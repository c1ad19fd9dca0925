use std::collections::HashSet;

use chrono::{NaiveDate, NaiveTime};
use serde::{Deserialize, Serialize};
use uuid::Uuid;

use crate::slots::sources::AppointmentSource;

/// Identity of a generated slot: one schedule, one day, one start time.
#[derive(Debug, Clone, Copy, PartialEq, Eq, Hash, Serialize, Deserialize)]
pub struct SlotKey {
    pub schedule_id: Uuid,
    pub date: NaiveDate,
    pub start_time: NaiveTime,
}

impl SlotKey {
    pub fn new(schedule_id: Uuid, date: NaiveDate, start_time: NaiveTime) -> Self {
        Self {
            schedule_id,
            date,
            start_time,
        }
    }
}

/// Slots known to exist, either persisted before the run or staged by it.
#[derive(Debug, Clone, Default)]
pub struct ExistingSlotIndex {
    keys: HashSet<SlotKey>,
}

impl ExistingSlotIndex {
    pub fn new(keys: impl IntoIterator<Item = SlotKey>) -> Self {
        Self {
            keys: keys.into_iter().collect(),
        }
    }

    /// Seeds the index from appointments persisted on any day in
    /// `[start, end]`.
    pub async fn load<A>(source: &A, start: NaiveDate, end: NaiveDate) -> eyre::Result<Self>
    where
        A: AppointmentSource + ?Sized,
    {
        let keys = source.get_keys_in_range(start, end).await?;
        Ok(Self::new(keys))
    }

    pub fn contains(&self, key: &SlotKey) -> bool {
        self.keys.contains(key)
    }

    /// Records a key. Returns `false` when it was already present.
    pub fn insert(&mut self, key: SlotKey) -> bool {
        self.keys.insert(key)
    }

    pub fn len(&self) -> usize {
        self.keys.len()
    }

    pub fn is_empty(&self) -> bool {
        self.keys.is_empty()
    }
}
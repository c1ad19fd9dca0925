use eyre::Result;
use sqlx::{Pool, Postgres};
use tracing::info;

pub async fn initialize_database(pool: &Pool<Postgres>) -> Result<()> {
    info!("Initializing database schema...");

    // Create doctor_schedules table
    sqlx::query(
        r#"
        CREATE TABLE IF NOT EXISTS doctor_schedules (
            id UUID PRIMARY KEY DEFAULT gen_random_uuid(),
            doctor_id UUID NOT NULL,
            clinic_id UUID NULL,
            shift_id UUID NULL,
            service_id UUID NOT NULL,
            day_of_week SMALLINT NOT NULL,
            start_time TIME NOT NULL,
            end_time TIME NOT NULL,
            count INTEGER NOT NULL,
            created_at TIMESTAMP WITH TIME ZONE NOT NULL DEFAULT NOW(),
            CONSTRAINT valid_day_of_week CHECK (day_of_week BETWEEN 0 AND 6),
            CONSTRAINT valid_slot_window CHECK (end_time > start_time),
            CONSTRAINT valid_slot_count CHECK (count >= 1)
        );
        "#,
    )
    .execute(pool)
    .await?;

    // Create holidays table
    sqlx::query(
        r#"
        CREATE TABLE IF NOT EXISTS holidays (
            id UUID PRIMARY KEY DEFAULT gen_random_uuid(),
            date DATE NOT NULL UNIQUE,
            title VARCHAR(255) NULL,
            created_at TIMESTAMP WITH TIME ZONE NOT NULL DEFAULT NOW()
        );
        "#,
    )
    .execute(pool)
    .await?;

    // Create appointments table. A slot is identified by its schedule, day
    // and start time; appointment_date_time carries both of the latter.
    sqlx::query(
        r#"
        CREATE TABLE IF NOT EXISTS appointments (
            id UUID PRIMARY KEY DEFAULT gen_random_uuid(),
            doctor_id UUID NOT NULL,
            doctor_schedule_id UUID NOT NULL REFERENCES doctor_schedules(id),
            appointment_date_time TIMESTAMP NOT NULL,
            expire_date_time TIMESTAMP NOT NULL,
            start_time TIME NOT NULL,
            end_time TIME NOT NULL,
            status VARCHAR(32) NOT NULL DEFAULT 'booked',
            created_at TIMESTAMP WITH TIME ZONE NOT NULL DEFAULT NOW(),
            CONSTRAINT valid_appointment_range CHECK (expire_date_time > appointment_date_time),
            CONSTRAINT unique_schedule_slot UNIQUE (doctor_schedule_id, appointment_date_time)
        );
        "#,
    )
    .execute(pool)
    .await?;

    // Create indexes
    sqlx::query(
        r#"
        CREATE INDEX IF NOT EXISTS idx_doctor_schedules_doctor_id ON doctor_schedules(doctor_id);
        CREATE INDEX IF NOT EXISTS idx_appointments_doctor_id ON appointments(doctor_id);
        CREATE INDEX IF NOT EXISTS idx_appointments_date_time ON appointments(appointment_date_time);
        "#,
    )
    .execute(pool)
    .await?;

    info!("Database schema initialized successfully.");
    Ok(())
}
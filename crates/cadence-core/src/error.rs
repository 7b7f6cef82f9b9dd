//! Error types for the Cadence library.
//!
//! Every fallible operation in the core returns [`CadenceResult`]. Failures
//! are synchronous and propagate straight to the caller; nothing here retries
//! or falls back.

use thiserror::Error;

use crate::types::TimeUnit;

/// A specialized Result type for Cadence operations.
pub type CadenceResult<T> = Result<T, CadenceError>;

/// The main error type for Cadence operations.
#[derive(Error, Debug, Clone, PartialEq, Eq)]
pub enum CadenceError {
    /// A required input was absent (empty string, missing field).
    #[error("Missing argument: {name}")]
    MissingArgument {
        /// Name of the missing argument.
        name: String,
    },

    /// Units from different families (millisecond-based vs month-based)
    /// were combined.
    #[error("Incompatible units: cannot combine {from} with {to}")]
    IncompatibleUnit {
        /// Unit of the left-hand operand.
        from: TimeUnit,
        /// Unit of the right-hand operand.
        to: TimeUnit,
    },

    /// Exactness was required but the value does not terminate at the
    /// requested scale. Callers must pick an explicit rounding policy.
    #[error("Inexact division: {value} cannot be represented exactly with scale {scale}")]
    InexactDivision {
        /// The exact value that could not be represented.
        value: String,
        /// Requested number of fractional digits.
        scale: u32,
    },

    /// An occurrence sequence was advanced past its last element.
    #[error("Iterator exhausted: no further occurrences")]
    IteratorExhausted,

    /// Division by a zero-length quantity.
    #[error("Division by zero: {context}")]
    DivisionByZero {
        /// What was being divided.
        context: String,
    },

    /// A duration subtraction would go below zero.
    #[error("Negative duration: {minuend} minus {subtrahend}")]
    NegativeDuration {
        /// Rendered left-hand operand.
        minuend: String,
        /// Rendered right-hand operand.
        subtrahend: String,
    },

    /// Scale outside the range a `Decimal` can carry.
    #[error("Invalid scale: {scale} (maximum is 28)")]
    InvalidScale {
        /// The rejected scale.
        scale: u32,
    },

    /// Exact arithmetic overflowed its representation.
    #[error("Arithmetic overflow: {context}")]
    Overflow {
        /// The operation that overflowed.
        context: String,
    },

    /// Invalid calendar value.
    #[error("Invalid date: {message}")]
    InvalidDate {
        /// Description of the date error.
        message: String,
    },

    /// A decimal quantity could not be parsed or represented.
    #[error("Invalid number: {input}")]
    InvalidNumber {
        /// The offending input.
        input: String,
    },

    /// Unknown time unit name.
    #[error("Unknown time unit: {name}")]
    UnknownTimeUnit {
        /// The unrecognised name.
        name: String,
    },

    /// A duration string did not match `"<quantity> <unit>"`.
    #[error("Invalid duration: {input}")]
    InvalidDuration {
        /// The offending input.
        input: String,
    },
}

impl CadenceError {
    /// Creates a missing argument error.
    #[must_use]
    pub fn missing_argument(name: impl Into<String>) -> Self {
        Self::MissingArgument { name: name.into() }
    }

    /// Creates an incompatible unit error.
    #[must_use]
    pub fn incompatible_unit(from: TimeUnit, to: TimeUnit) -> Self {
        Self::IncompatibleUnit { from, to }
    }

    /// Creates an inexact division error.
    #[must_use]
    pub fn inexact_division(value: impl ToString, scale: u32) -> Self {
        Self::InexactDivision {
            value: value.to_string(),
            scale,
        }
    }

    /// Creates a division by zero error.
    #[must_use]
    pub fn division_by_zero(context: impl Into<String>) -> Self {
        Self::DivisionByZero {
            context: context.into(),
        }
    }

    /// Creates an overflow error.
    #[must_use]
    pub fn overflow(context: impl Into<String>) -> Self {
        Self::Overflow {
            context: context.into(),
        }
    }

    /// Creates an invalid date error.
    #[must_use]
    pub fn invalid_date(message: impl Into<String>) -> Self {
        Self::InvalidDate {
            message: message.into(),
        }
    }

    /// Creates an invalid number error.
    #[must_use]
    pub fn invalid_number(input: impl Into<String>) -> Self {
        Self::InvalidNumber {
            input: input.into(),
        }
    }

    /// Creates an invalid duration error.
    #[must_use]
    pub fn invalid_duration(input: impl Into<String>) -> Self {
        Self::InvalidDuration {
            input: input.into(),
        }
    }

    /// Returns true if the caller should retry with an explicit rounding policy.
    #[must_use]
    pub fn requires_rounding(&self) -> bool {
        matches!(self, Self::InexactDivision { .. })
    }
}
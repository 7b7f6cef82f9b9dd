//! Value types for exact temporal arithmetic.
//!
//! - [`TimeUnit`]: units of time and their families
//! - [`Duration`]: a quantity of a time unit
//! - [`Ratio`]: exact rational hand-off between division and rounding
//! - [`RoundingPolicy`]: how inexact values are shaped into decimals
//! - [`TimeRate`]: an amount per unit of time

mod duration;
mod ratio;
mod rounding;
mod time_rate;
mod time_unit;

pub use duration::Duration;
pub use ratio::Ratio;
pub use rounding::RoundingPolicy;
pub use time_rate::TimeRate;
pub use time_unit::{TimeUnit, TimeUnitFamily};
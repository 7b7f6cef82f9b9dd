//! Prints the current UTC time reported by a daytime server.

use tracing::info;
use tracing_subscriber::{layer::SubscriberExt, util::SubscriberInitExt};

use cadence_ext_daytime::{DaytimeClient, DaytimeConfig};
use cadence_traits::TimeSource;

#[tokio::main]
async fn main() -> Result<(), Box<dyn std::error::Error>> {
    // Initialize logging
    tracing_subscriber::registry()
        .with(tracing_subscriber::EnvFilter::new(
            std::env::var("RUST_LOG").unwrap_or_else(|_| "info,cadence_ext_daytime=debug".into()),
        ))
        .with(tracing_subscriber::fmt::layer())
        .init();

    // Load configuration
    let config_path = std::env::args()
        .nth(1)
        .unwrap_or_else(|| "config/daytime.toml".to_string());

    let config = if std::path::Path::new(&config_path).exists() {
        info!("Loading configuration from {}", config_path);
        DaytimeConfig::from_file(&config_path)?
    } else {
        info!("Using default configuration");
        DaytimeConfig::default()
    };

    let client = DaytimeClient::new(config)?;
    let now = client.now().await?;
    info!(host = %client.config().host, "network time received");
    println!("{}", now.to_rfc3339());

    Ok(())
}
----
ASSIGNED TASK | Lines holding the string "Rendered": find them in the listing above and copy each one.

ANSWER SECTION |
        /// Rendered left-hand operand.
        /// Rendered right-hand operand.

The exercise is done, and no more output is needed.